Da Roma si registra un cambio di rotta. Non arriveranno gli ispettori in tribunale a Brescia. Il Guardasigilli Alfonso Bonafede acquisirà solo gli atti che hanno portato alla sentenza di assoluzione per incapacità di intendere e volere per un vizio totale di mente dovuto alla patologia del «delirio di gelosia», pronunciata in settimana dalla Corte d’assise nei confronti di Antonio Gozzini, l’ottantenne professore in pensione che un anno fa uccise la moglie Cristina Maioli.
Un pronunciamento che ha fatto rumore e generato polemiche a livello nazionale. Nonostante due consulenze psichiatriche, della difesa e dell’accusa, abbiano concordato sull’infermità mentale dell’imputato.
«Bisogna recuperare una certa correttezza di metodo. Le sentenze si possono criticare, ma prima si leggono. Non dico che il lavoro dei giudici non può essere giudicato e controllato, e il ministro della Giustizia ha una funzione di questo tipo, ma bisognerebbe sempre intervenire con cognita causa» è il pensiero del presidente dell’Anm che manda anche un messaggio ai colleghi bresciani. «Voglio esprimere la massima solidarietà. Hanno vissuto un momento di agitazione se non di fibrillazione. Però - aggiunge Santalucia - dico loro che la stessa serenità con cui hanno sentenziato, la devono mantenere in questo momento. Sono convinto che il ministro Bonafede non andrà oltre agli accertamenti annunciati».
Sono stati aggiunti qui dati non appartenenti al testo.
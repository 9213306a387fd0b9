//! Repository hook scripts
//!
//! Supported hooks, looked up in `<repo>/hooks/`:
//! - pre-commit: runs before any version is written (can reject)
//! - post-commit: runs after a branch head advanced (notification)
//! - post-merge: runs after a merge request resolves (notification)
//!
//! Hook scripts receive one `KEY: value` line per field on stdin and
//! `SNAPVC_REPO` in the environment. Values never span lines: `\`, line feeds
//! and carriage returns inside a value arrive as `\\`, `\n` and `\r`. Scripts
//! run on tokio's blocking pool. A pre-hook that exits non-zero rejects the
//! operation with its stderr (or stdout) as the message.

use crate::error::{Result, VcsError};
use crate::object::{CommitKind, Version};
use std::io::Write;
use std::path::{Path, PathBuf};
use std::process::{Command, Stdio};

/// Data describing a write about to happen
#[derive(Debug, Clone)]
pub struct PendingCommit<'a> {
    pub content_id: &'a str,
    pub branch_name: &'a str,
    pub author_id: &'a str,
    pub kind: CommitKind,
    pub message: &'a str,
}

/// Manages hook scripts for a repository.
pub struct HookManager {
    hooks_dir: PathBuf,
}

impl HookManager {
    /// Hooks are expected in `<repo_path>/hooks/`.
    pub fn new(repo_path: PathBuf) -> Self {
        Self {
            hooks_dir: repo_path.join("hooks"),
        }
    }

    /// Return the path to a named hook script.
    pub fn hook_path(&self, name: &str) -> PathBuf {
        self.hooks_dir.join(name)
    }

    /// Run a hook on the blocking pool so a slow script does not stall the
    /// async workers.
    async fn run_hook(
        &self,
        name: &'static str,
        stdin_data: String,
    ) -> std::result::Result<(), String> {
        let hooks_dir = self.hooks_dir.clone();
        tokio::task::spawn_blocking(move || run_script(&hooks_dir, name, &stdin_data))
            .await
            .map_err(|e| format!("hook '{}' did not complete: {}", name, e))?
    }

    /// Run the **pre-commit** hook; a non-zero exit becomes `HookRejected`.
    pub async fn run_pre_commit(&self, pending: &PendingCommit<'_>) -> Result<()> {
        let mut data = String::new();
        data.push_str(&line("CONTENT", pending.content_id));
        data.push_str(&line("BRANCH", pending.branch_name));
        data.push_str(&line("AUTHOR", pending.author_id));
        data.push_str(&line("KIND", &pending.kind.to_string()));
        data.push_str(&line("LOG", pending.message));
        self.run_hook("pre-commit", data).await.map_err(|msg| {
            tracing::warn!(content_id = pending.content_id, "pre-commit hook rejected: {}", msg);
            VcsError::HookRejected(msg)
        })
    }

    /// Run the **post-commit** hook. Errors are logged and ignored; the
    /// version is already reachable from its branch.
    pub async fn run_post_commit(&self, version: &Version, kind: CommitKind) {
        let mut data = String::new();
        data.push_str(&line("CONTENT", &version.content_id));
        data.push_str(&line("BRANCH", &version.branch_name));
        data.push_str(&line("AUTHOR", &version.author_id));
        data.push_str(&line("KIND", &kind.to_string()));
        data.push_str(&line("VERSION", &version.version_number.to_string()));
        data.push_str(&line("VERSION-ID", &version.version_id.to_string()));
        data.push_str(&line("LOG", &version.commit_message));
        if let Err(e) = self.run_hook("post-commit", data).await {
            tracing::warn!("post-commit hook error (ignored): {}", e);
        }
    }

    /// Run the **post-merge** hook (fire-and-forget).
    pub async fn run_post_merge(
        &self,
        content_id: &str,
        merge_id: &str,
        source_branch: &str,
        target_branch: &str,
        status: &str,
    ) {
        let mut data = String::new();
        data.push_str(&line("CONTENT", content_id));
        data.push_str(&line("MERGE-ID", merge_id));
        data.push_str(&line("SOURCE", source_branch));
        data.push_str(&line("TARGET", target_branch));
        data.push_str(&line("STATUS", status));
        if let Err(e) = self.run_hook("post-merge", data).await {
            tracing::warn!("post-merge hook error (ignored): {}", e);
        }
    }

    /// Ensure the hooks directory exists (creates it if missing).
    pub fn ensure_hooks_dir(&self) -> anyhow::Result<()> {
        if !self.hooks_dir.exists() {
            std::fs::create_dir_all(&self.hooks_dir)?;
        }
        Ok(())
    }
}

/// One `KEY: value` stdin line with the value escaped onto a single line.
fn line(key: &str, value: &str) -> String {
    let mut out = String::with_capacity(key.len() + value.len() + 3);
    out.push_str(key);
    out.push_str(": ");
    for c in value.chars() {
        match c {
            '\\' => out.push_str("\\\\"),
            '\n' => out.push_str("\\n"),
            '\r' => out.push_str("\\r"),
            c => out.push(c),
        }
    }
    out.push('\n');
    out
}

/// Execute a hook script, piping `stdin_data` to its stdin.
/// A missing hook allows the operation.
fn run_script(hooks_dir: &Path, name: &str, stdin_data: &str) -> std::result::Result<(), String> {
    let hook_path = hooks_dir.join(name);
    if !hook_path.exists() {
        return Ok(());
    }

    let mut child = Command::new(&hook_path)
        .stdin(Stdio::piped())
        .stdout(Stdio::piped())
        .stderr(Stdio::piped())
        .env("SNAPVC_REPO", hooks_dir.parent().unwrap_or(Path::new(".")))
        .spawn()
        .map_err(|e| format!("failed to execute hook '{}': {}", name, e))?;

    if let Some(mut stdin) = child.stdin.take() {
        // A hook may exit without reading its input
        let _ = stdin.write_all(stdin_data.as_bytes());
    }

    let output = child
        .wait_with_output()
        .map_err(|e| format!("failed to wait for hook '{}': {}", name, e))?;

    if output.status.success() {
        return Ok(());
    }
    let stderr = String::from_utf8_lossy(&output.stderr);
    let stdout = String::from_utf8_lossy(&output.stdout);
    let msg = if !stderr.trim().is_empty() {
        stderr.trim().to_string()
    } else if !stdout.trim().is_empty() {
        stdout.trim().to_string()
    } else {
        format!(
            "hook '{}' exited with code {}",
            name,
            output.status.code().unwrap_or(-1)
        )
    };
    Err(msg)
}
Santalucia analizza poi il clima attorno ai casi giudiziari che riguardano femminicidi e violenze sulle donne. «Sui temi della giustizia bisogna accostarsi con maggiore pacatezza. Il processo non può essere analizzato con superficialità d’approccio, altrimenti si rischia di non leggere bene i fenomeni. Io condivido - aggiunge il numero uno dell’Anm - che ci sia forte sensibilità sul tema della violenza contro le donne e sono ben consapevole dell’importanza di contrastare questo fenomeno, però bisogna sapere che quando ci si misura con le sentenze e i processi bisogna essere cauti. Non per rispetto dei magistrati, ma perché il lavoro che svolgono è complesso».
Il presidente dell’Associazione nazionale magistrati difende poi l’operato dei colleghi, quando chiamati a giudicare casi diventati di interesse mediatico. «Noi decidiamo sulla base degli accertamenti fatti nel processo e non sulle urla o per soddisfare l’opinione pubblica. Le nostre decisioni possono piacere o no, ma questo ci deve lasciare indifferenti. Certo - ammette - non è facile isolarsi dal clima di un processo in cui l’attenzione dei media è molto alta, ma i magistrati che studiano le carte e che hanno una solida base tecnico professionale resistono a queste situazioni».